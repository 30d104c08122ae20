//! Metadata Repository
//!
//! Catalog lookups used to check that a database actually carries the
//! batch metadata schema.

use crate::db::{BatchConnection, fetch_scalar};
use crate::query::{Dialect, SqlBuilder};

/// Names of the tables in the current schema that look like batch tables
///
/// Matching is a case-insensitive substring test on `batch`; the result
/// is sorted.
pub async fn list_batch_tables(conn: &mut BatchConnection) -> Result<Vec<String>, sqlx::Error> {
    let query = SqlBuilder::new(conn.dialect(), catalog_select(conn.dialect())).build();

    let names = fetch_scalar!(conn, query, String, fetch_all)?;
    Ok(batch_tables(names))
}

/// Catalog query listing base tables of the connection's default schema
fn catalog_select(dialect: Dialect) -> &'static str {
    match dialect {
        Dialect::Postgres => {
            "SELECT CAST(table_name AS TEXT) FROM information_schema.tables \
             WHERE table_schema = current_schema() AND table_type = 'BASE TABLE'"
        }
        Dialect::MySql => {
            "SELECT CAST(table_name AS CHAR) FROM information_schema.tables \
             WHERE table_schema = DATABASE() AND table_type = 'BASE TABLE'"
        }
        Dialect::Sqlite => "SELECT name FROM sqlite_master WHERE type = 'table'",
    }
}

fn batch_tables(names: Vec<String>) -> Vec<String> {
    let mut tables: Vec<String> = names
        .into_iter()
        .filter(|name| name.to_ascii_lowercase().contains("batch"))
        .collect();
    tables.sort_by_key(|name| name.to_ascii_uppercase());
    tables
}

PROBLEM STATEMENT
Out of the material above, gather each line where "that" appears.

SOLVED PROBLEM
//! Catalog lookups used to check that a database actually carries the
/// Names of the tables in the current schema that look like batch tables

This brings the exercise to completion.